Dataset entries
::::::
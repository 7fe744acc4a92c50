//! # Translation Edges
//!
//! `Translation` is the one contract every edge in the graph implements:
//! turn text in `from_lang` into up to N ranked hypotheses in `to_lang`.
//!
//! ## Variants
//!
//! | Edge | Module | Hypotheses |
//! |------|--------|------------|
//! | `PackageTranslation` | `package` | Beam search over a packaged model (native N-best) |
//! | `IdentityTranslation` | `identity` | Input unchanged, score 0 |
//! | `CompositeTranslation` | `composite` | Chain of two edges, N×N re-ranked |
//! | `RemoteTranslation` | `remote` | Single API result, duplicated |
//! | `FewShotTranslation` | `fewshot` | Completion model per sentence, duplicated |

pub mod composite;
pub mod fewshot;
pub mod identity;
pub mod package;
pub mod remote;

use std::fmt;
use std::sync::Arc;

use crate::model::{Hypotheses, LanguageRef};
use crate::{Error, Result};

pub use composite::CompositeTranslation;
pub use fewshot::FewShotTranslation;
pub use identity::IdentityTranslation;
pub use package::PackageTranslation;
pub use remote::RemoteTranslation;

/// Shared handle to an edge. Composite edges hold their parts through it.
pub type TranslationRef = Arc<dyn Translation>;

/// Which variant an edge is.
#[derive(Debug, Clone, Copy, PartialEq, Eq, Hash)]
pub enum TranslationKind {
    Package,
    Identity,
    Composite,
    Remote,
    FewShot,
}

/// A capability that turns text in one language into ranked hypotheses in
/// another.
pub trait Translation: Send + Sync {
    fn from_lang(&self) -> &LanguageRef;

    fn to_lang(&self) -> &LanguageRef;

    fn kind(&self) -> TranslationKind;

    /// Produce exactly `num_hypotheses` hypotheses, best first. Callers go
    /// through `hypotheses`, which validates the count.
    fn generate(&self, input_text: &str, num_hypotheses: usize) -> Result<Hypotheses>;

    /// `num_hypotheses` ranked hypotheses for `input_text`. Backends without
    /// native N-best output repeat their single answer.
    fn hypotheses(&self, input_text: &str, num_hypotheses: usize) -> Result<Hypotheses> {
        if num_hypotheses < 1 {
            return Err(Error::InvalidArgument(format!(
                "num_hypotheses must be at least 1, got {num_hypotheses}"
            )));
        }
        self.generate(input_text, num_hypotheses)
    }

    /// Best single translation.
    fn translate(&self, input_text: &str) -> Result<String> {
        self.hypotheses(input_text, 1)?
            .into_iter()
            .next()
            .map(|h| h.value)
            .ok_or_else(|| Error::BackendUnavailable(format!("{} produced no hypotheses", describe(self))))
    }
}

/// `"<from> → <to>"`.
pub fn describe<T: Translation + ?Sized>(translation: &T) -> String {
    format!("{} → {}", translation.from_lang(), translation.to_lang())
}

impl fmt::Debug for dyn Translation {
    fn fmt(&self, f: &mut fmt::Formatter<'_>) -> fmt::Result {
        write!(f, "{:?}({} -> {})", self.kind(), self.from_lang().code, self.to_lang().code)
    }
}

impl fmt::Display for dyn Translation {
    fn fmt(&self, f: &mut fmt::Formatter<'_>) -> fmt::Result {
        f.write_str(&describe(self))
    }
}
::::::
EXERCISE DETAILS
From the data above, return every line from the line that has "parts through it." up to and including the line that has "their single answer.", exactly.

THE ANSWER
/// Shared handle to an edge. Composite edges hold their parts through it.
pub type TranslationRef = Arc<dyn Translation>;

/// Which variant an edge is.
#[derive(Debug, Clone, Copy, PartialEq, Eq, Hash)]
pub enum TranslationKind {
    Package,
    Identity,
    Composite,
    Remote,
    FewShot,
}

/// A capability that turns text in one language into ranked hypotheses in
/// another.
pub trait Translation: Send + Sync {
    fn from_lang(&self) -> &LanguageRef;

    fn to_lang(&self) -> &LanguageRef;

    fn kind(&self) -> TranslationKind;

    /// Produce exactly `num_hypotheses` hypotheses, best first. Callers go
    /// through `hypotheses`, which validates the count.
    fn generate(&self, input_text: &str, num_hypotheses: usize) -> Result<Hypotheses>;

    /// `num_hypotheses` ranked hypotheses for `input_text`. Backends without
    /// native N-best output repeat their single answer.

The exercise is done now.